Who Will Win the Race?

In the end, the winners in this race are going to be those companies that blend the physical world with the digital world, Keating says, and those that figure out how the two intersect (and then maximize that convergence in a way that addresses customers’ wants and needs). She sees omni-channel—or, creating a cohesive, connected experience across all selling channels—as a “do it now” imperative.

For B2B sellers, omni-channel also incorporates “cross-channel inventory visibility,” or the ability to get 24/7 visibility of local inventory. These and other capabilities may challenge distributors that are still in the early stages of developing their e-commerce platforms.

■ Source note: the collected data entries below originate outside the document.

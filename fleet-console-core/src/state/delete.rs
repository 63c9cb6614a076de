//! Two-phase delete confirmation gate.

/// State machine guarding bot deletion.
///
/// ```text
/// Idle --request(id)--> PendingConfirmation(id)
/// PendingConfirmation --cancel--> Idle            (no network call)
/// PendingConfirmation --begin--> InFlight(id)     (the only edge that may fire a request)
/// InFlight --settle--> Idle                       (whatever the outcome)
/// ```
///
/// `begin` hands out the pending id at most once per cycle, so a second
/// confirm while a request is in flight is a structural no-op.
#[derive(Debug, Clone, Copy, PartialEq, Eq, Default)]
pub enum DeleteGate {
    /// No deletion in progress.
    #[default]
    Idle,
    /// Waiting for the operator to confirm or cancel.
    PendingConfirmation {
        /// Id of the bot the operator asked to delete.
        bot_id: u64,
    },
    /// The delete request has been issued and not yet answered.
    InFlight {
        /// Id being deleted.
        bot_id: u64,
    },
}

impl DeleteGate {
    /// Ask for confirmation to delete `bot_id`. Ignored unless idle.
    pub fn request(&mut self, bot_id: u64) {
        if matches!(self, Self::Idle) {
            *self = Self::PendingConfirmation { bot_id };
        }
    }

    /// Abandon the pending confirmation. Ignored while a request is in
    /// flight.
    pub fn cancel(&mut self) {
        if matches!(self, Self::PendingConfirmation { .. }) {
            *self = Self::Idle;
        }
    }

    /// Move to in-flight and hand out the id to delete.
    ///
    /// Returns `None` unless a confirmation is pending, which is what
    /// makes a duplicate confirm a no-op.
    pub fn begin(&mut self) -> Option<u64> {
        if let Self::PendingConfirmation { bot_id } = *self {
            *self = Self::InFlight { bot_id };
            Some(bot_id)
        } else {
            None
        }
    }

    /// Record that the in-flight request was answered. The bookkeeping
    /// clears regardless of the outcome.
    pub fn settle(&mut self) {
        if matches!(self, Self::InFlight { .. }) {
            *self = Self::Idle;
        }
    }

    /// Id currently pending or in flight, if any.
    #[must_use]
    pub fn pending_id(&self) -> Option<u64> {
        match *self {
            Self::Idle => None,
            Self::PendingConfirmation { bot_id } | Self::InFlight { bot_id } => Some(bot_id),
        }
    }

    /// Whether the confirmation dialog should be visible.
    #[must_use]
    pub fn is_open(&self) -> bool {
        !matches!(self, Self::Idle)
    }
}
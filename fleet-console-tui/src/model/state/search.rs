//! 搜索框状态

/// 搜索框输入缓冲
///
/// 未提交的输入只存在于此；提交后过滤串才进入核心列表状态。
#[derive(Debug, Default)]
pub struct SearchState {
    /// 输入内容
    pub input: String,
}

impl SearchState {
    /// 输入字符
    pub fn insert(&mut self, c: char) {
        self.input.push(c);
    }

    /// 删除末尾字符
    pub fn backspace(&mut self) {
        self.input.pop();
    }

    /// 清空输入
    pub fn clear(&mut self) {
        self.input.clear();
    }
}
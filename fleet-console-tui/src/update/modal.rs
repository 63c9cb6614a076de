//! 弹窗更新逻辑
//!
//! 根据当前打开的弹窗（由核心状态推导）分发到具体的处理函数：
//!     - `editor_update`       编辑表单
//!     - `confirm_update`      确认删除
//!     - `viewer_update`       命令查看器
//!     - `config_form_update`  结构化配置编辑器
//!
//! 在 Confirm / Save 时会通过运行时阻塞执行网络请求。

use fleet_console_api::ConfigApi;
use fleet_console_core::ConfigView;

use crate::message::ModalMessage;
use crate::model::state::ConfigFormPhase;
use crate::model::App;

/// 处理弹窗消息
pub fn update(app: &mut App, msg: ModalMessage) {
    if app.console.editor.is_some() {
        editor_update(app, msg);
        return;
    }

    if app.console.delete_gate.is_open() {
        confirm_update(app, msg);
        return;
    }

    if matches!(app.console.config_view, ConfigView::Raw { .. }) {
        viewer_update(app, msg);
    } else if matches!(app.console.config_view, ConfigView::Structured { .. }) {
        config_form_update(app, msg);
    }
}

// ========== 编辑表单 ==========

fn editor_update(app: &mut App, msg: ModalMessage) {
    match msg {
        ModalMessage::Close => {
            // 取消编辑：草稿丢弃，列表不动
            app.console.close_editor();
        }
        ModalMessage::NextField => {
            app.modal_ui.next_field();
        }
        ModalMessage::PrevField => {
            app.modal_ui.prev_field();
        }
        ModalMessage::Input(c) => {
            if let Some(field) = editor_field_mut(app) {
                field.push(c);
            }
        }
        ModalMessage::Backspace => {
            if let Some(field) = editor_field_mut(app) {
                field.pop();
            }
        }
        ModalMessage::Confirm => {
            // 保存：成功时核心先刷新列表再关闭表单；
            // 失败时表单保持打开，内容原样保留
            app.runtime.block_on(app.console.save());
        }
        _ => {}
    }
}

/// 当前焦点字段的可变引用
fn editor_field_mut(app: &mut App) -> Option<&mut String> {
    let draft = app.console.editor.as_mut()?;
    match app.modal_ui.editor_focus {
        0 => Some(&mut draft.address),
        1 => Some(&mut draft.ca_file),
        2 => Some(&mut draft.key_file),
        3 => Some(&mut draft.crt_file),
        _ => None,
    }
}

// ========== 确认删除 ==========

fn confirm_update(app: &mut App, msg: ModalMessage) {
    match msg {
        ModalMessage::Close => {
            app.console.cancel_delete();
        }
        ModalMessage::ToggleDeleteFocus => {
            app.modal_ui.confirm_focus ^= 1;
        }
        ModalMessage::Confirm => {
            if app.modal_ui.confirm_focus == 1 {
                app.runtime.block_on(app.console.confirm_delete());
            } else {
                app.console.cancel_delete();
            }
        }
        _ => {}
    }
}

// ========== 命令查看器 ==========

fn viewer_update(app: &mut App, msg: ModalMessage) {
    match msg {
        ModalMessage::Close => {
            app.console.close_config();
        }
        ModalMessage::ScrollUp => {
            app.modal_ui.viewer_scroll = app.modal_ui.viewer_scroll.saturating_sub(1);
        }
        ModalMessage::ScrollDown => {
            app.modal_ui.viewer_scroll = app.modal_ui.viewer_scroll.saturating_add(1);
        }
        _ => {}
    }
}

// ========== 结构化配置编辑器 ==========

fn config_form_update(app: &mut App, msg: ModalMessage) {
    match msg {
        ModalMessage::Close => {
            // 正在编辑时 Esc 只退出编辑，再按一次才关闭弹窗
            if app.config_form.editing {
                app.config_form.cancel_edit();
            } else {
                app.console.close_config();
            }
        }
        ModalMessage::PrevField => {
            if !app.config_form.editing {
                app.config_form.select_previous();
            }
        }
        ModalMessage::NextField => {
            if !app.config_form.editing {
                app.config_form.select_next();
            }
        }
        ModalMessage::Confirm => {
            if app.config_form.editing {
                app.config_form.commit_edit();
            } else if app.config_form.phase == ConfigFormPhase::Ready {
                app.config_form.begin_edit();
            }
        }
        ModalMessage::Input(c) => {
            app.config_form.input(c);
        }
        ModalMessage::Backspace => {
            app.config_form.backspace();
        }
        ModalMessage::Save => {
            save_config_form(app);
        }
        _ => {}
    }
}

/// 保存结构化配置
///
/// 走协作组件自己的客户端；成功时提示并关闭，
/// 失败时弹窗保持打开以便重试。
fn save_config_form(app: &mut App) {
    if app.config_form.editing {
        app.config_form.commit_edit();
    }
    if app.config_form.phase != ConfigFormPhase::Ready {
        return;
    }

    let id = app.config_form.bot_id;
    let fields = app.config_form.to_fields();
    app.config_form.phase = ConfigFormPhase::Saving;

    match app.runtime.block_on(app.config_api.save_config(id, &fields)) {
        Ok(()) => {
            app.config_form.phase = ConfigFormPhase::Ready;
            app.config_form.dirty = false;
            app.console.notify_success("Config saved");
            app.console.close_config();
        }
        Err(e) => {
            app.config_form.phase = ConfigFormPhase::Ready;
            app.console.notify_api_error(&e);
        }
    }
}
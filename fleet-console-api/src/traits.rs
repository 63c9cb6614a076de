use async_trait::async_trait;

use crate::error::Result;
use crate::types::{BotDraft, BotPage, ConfigFields, ListQuery};

/// Fleet-management API surface consumed by the console controller.
///
/// Implementations:
/// - [`FleetClient`](crate::FleetClient) — the HTTP client
/// - test doubles in `fleet-console-core/tests`
#[async_trait]
pub trait FleetApi: Send + Sync {
    /// Fetch one page of the fleet list, filtered by address substring.
    async fn list_bots(&self, query: &ListQuery) -> Result<BotPage>;

    /// Register a new bot. The draft id must be the `0` sentinel.
    async fn create_bot(&self, draft: &BotDraft) -> Result<()>;

    /// Update an existing bot. The draft id must be nonzero.
    async fn update_bot(&self, draft: &BotDraft) -> Result<()>;

    /// Delete a bot by id.
    async fn delete_bot(&self, id: u64) -> Result<()>;

    /// Fetch the server-derived raw command blob for a bot.
    async fn fetch_command(&self, id: u64) -> Result<String>;
}

/// Structured-config API surface, consumed only by the structured-config
/// editor component.
///
/// Deliberately separate from [`FleetApi`]: the console controller treats
/// the structured editor as an opaque collaborator keyed on a bot id and
/// never touches these endpoints itself. The raw-command path and this
/// path share no cache; reopening either view always re-fetches.
#[async_trait]
pub trait ConfigApi: Send + Sync {
    /// Fetch the structured configuration fields for a bot.
    async fn fetch_config(&self, id: u64) -> Result<ConfigFields>;

    /// Replace the structured configuration fields for a bot.
    async fn save_config(&self, id: u64, fields: &ConfigFields) -> Result<()>;
}
//! 搜索框消息类型

/// 搜索框相关消息
#[derive(Debug, Clone)]
pub enum SearchMessage {
    /// 输入字符
    Input(char),

    /// 删除字符（Backspace）
    Backspace,

    /// 提交搜索（页码重置为 1 后刷新）
    Submit,

    /// 清空输入并把焦点交还表格
    Clear,
}
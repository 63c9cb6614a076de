//! 主布局渲染

use ratatui::{
    layout::{Constraint, Direction, Layout, Rect},
    style::{Modifier, Style},
    widgets::{Block, Borders, Paragraph},
    Frame,
};

use crate::model::App;

use super::components;
use super::theme::colors;

/// 渲染主布局
pub fn render(app: &App, frame: &mut Frame) {
    let size = frame.area();

    // 五层布局：标题栏 + 搜索框 + 表格 + 分页 + 状态栏
    let main_layout = Layout::default()
        .direction(Direction::Vertical)
        .constraints([
            Constraint::Length(1), // 标题栏
            Constraint::Length(3), // 搜索框
            Constraint::Min(1),    // 表格
            Constraint::Length(1), // 分页
            Constraint::Length(1), // 状态栏
        ])
        .split(size);

    let title_area = main_layout[0];
    let search_area = main_layout[1];
    let table_area = main_layout[2];
    let pagination_area = main_layout[3];
    let status_area = main_layout[4];

    // 渲染标题栏
    render_title_bar(frame, title_area);

    // 渲染搜索框
    components::searchbar::render(app, frame, search_area);

    // 渲染表格
    render_table_block(app, frame, table_area);

    // 渲染分页
    components::pagination::render(app, frame, pagination_area);

    // 渲染状态栏
    components::statusbar::render(app, frame, status_area);

    // 渲染弹窗（在最上层）
    components::modal::render(app, frame);
}

/// 渲染标题栏
fn render_title_bar(frame: &mut Frame, area: Rect) {
    let c = colors();
    let title = Paragraph::new(" Fleet Console v0.1.0")
        .style(Style::default().bg(c.highlight).fg(c.selected_fg));
    frame.render_widget(title, area);
}

/// 渲染表格区域（含边框）
fn render_table_block(app: &App, frame: &mut Frame, area: Rect) {
    let c = colors();

    let is_focused = app.focus.is_table() && !app.modal_open();
    let border_style = if is_focused {
        Style::default().fg(c.border_focused)
    } else {
        Style::default().fg(c.border)
    };

    let block = Block::default()
        .title(" Bots ")
        .title_style(Style::default().fg(c.fg).add_modifier(Modifier::BOLD))
        .borders(Borders::ALL)
        .border_style(border_style);

    let inner_area = block.inner(area);
    frame.render_widget(block, area);

    components::table::render(app, frame, inner_area);
}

“There are still a lot of electrical distribution sites that still aren’t personalized or tailored to the buyer,” as says Keating, who sees this as a good starting point for a company that wants to get on the right track with e-commerce. For example, site visitors should be able to log in, see their current orders, review their past orders, and see customer-specific pricing.

Other good strategies include bundling products and services at the product page level and adding sophisticated capabilities that surpass what Amazon is doing on the B2B front.

“Compare and contrast Amazon Business to a local distributor, and the latter has tons of value-added services that it provides to customers on a daily basis,” says Keating. “Those customers usually learn about those services from sales reps who come to visit, but as soon as a customer starts to look for a product online, all of those services completely disappear.”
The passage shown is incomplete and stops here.